What to produce:
Nothing may differ between your reply and the listing that follows.

Raw data:
//! 运行日志
//!
//! 每次运行结束时向文本文件追加一行 `<时间> - Errors: <错误数>`

use crate::error::ReportError;
use chrono::{DateTime, Local};
use std::io::Write;
use std::path::{Path, PathBuf};

/// 单次运行的日志条目
#[derive(Debug, Clone, PartialEq)]
pub struct RunLogEntry {
    /// 运行时间
    pub timestamp: DateTime<Local>,
    /// 错误数
    pub error_count: usize,
}

impl std::fmt::Display for RunLogEntry {
    fn fmt(&self, f: &mut std::fmt::Formatter<'_>) -> std::fmt::Result {
        write!(
            f,
            "{} - Errors: {}",
            self.timestamp.format("%Y-%m-%d %H:%M:%S%.6f"),
            self.error_count
        )
    }
}

/// 追加写入的运行日志文件
#[derive(Debug, Clone)]
pub struct RunLog {
    path: PathBuf,
}

impl RunLog {
    /// 创建运行日志
    pub fn new(path: impl Into<PathBuf>) -> Self {
        Self { path: path.into() }
    }

    /// 日志文件路径
    pub fn path(&self) -> &Path {
        &self.path
    }

    /// 追加一条记录，文件不存在时自动创建
    pub fn append(&self, entry: &RunLogEntry) -> Result<(), ReportError> {
        let write_error = |source| ReportError::Write {
            path: self.path.display().to_string(),
            source,
        };

        let mut file = std::fs::OpenOptions::new()
            .create(true)
            .append(true)
            .open(&self.path)
            .map_err(write_error)?;
        writeln!(file, "{entry}").map_err(write_error)
    }
}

Solution to this task:
//! 运行日志
//!
//! 每次运行结束时向文本文件追加一行 `<时间> - Errors: <错误数>`

use crate::error::ReportError;
use chrono::{DateTime, Local};
use std::io::Write;
use std::path::{Path, PathBuf};

/// 单次运行的日志条目
#[derive(Debug, Clone, PartialEq)]
pub struct RunLogEntry {
    /// 运行时间
    pub timestamp: DateTime<Local>,
    /// 错误数
    pub error_count: usize,
}

impl std::fmt::Display for RunLogEntry {
    fn fmt(&self, f: &mut std::fmt::Formatter<'_>) -> std::fmt::Result {
        write!(
            f,
            "{} - Errors: {}",
            self.timestamp.format("%Y-%m-%d %H:%M:%S%.6f"),
            self.error_count
        )
    }
}

/// 追加写入的运行日志文件
#[derive(Debug, Clone)]
pub struct RunLog {
    path: PathBuf,
}

impl RunLog {
    /// 创建运行日志
    pub fn new(path: impl Into<PathBuf>) -> Self {
        Self { path: path.into() }
    }

    /// 日志文件路径
    pub fn path(&self) -> &Path {
        &self.path
    }

    /// 追加一条记录，文件不存在时自动创建
    pub fn append(&self, entry: &RunLogEntry) -> Result<(), ReportError> {
        let write_error = |source| ReportError::Write {
            path: self.path.display().to_string(),
            source,
        };

        let mut file = std::fs::OpenOptions::new()
            .create(true)
            .append(true)
            .open(&self.path)
            .map_err(write_error)?;
        writeln!(file, "{entry}").map_err(write_error)
    }
}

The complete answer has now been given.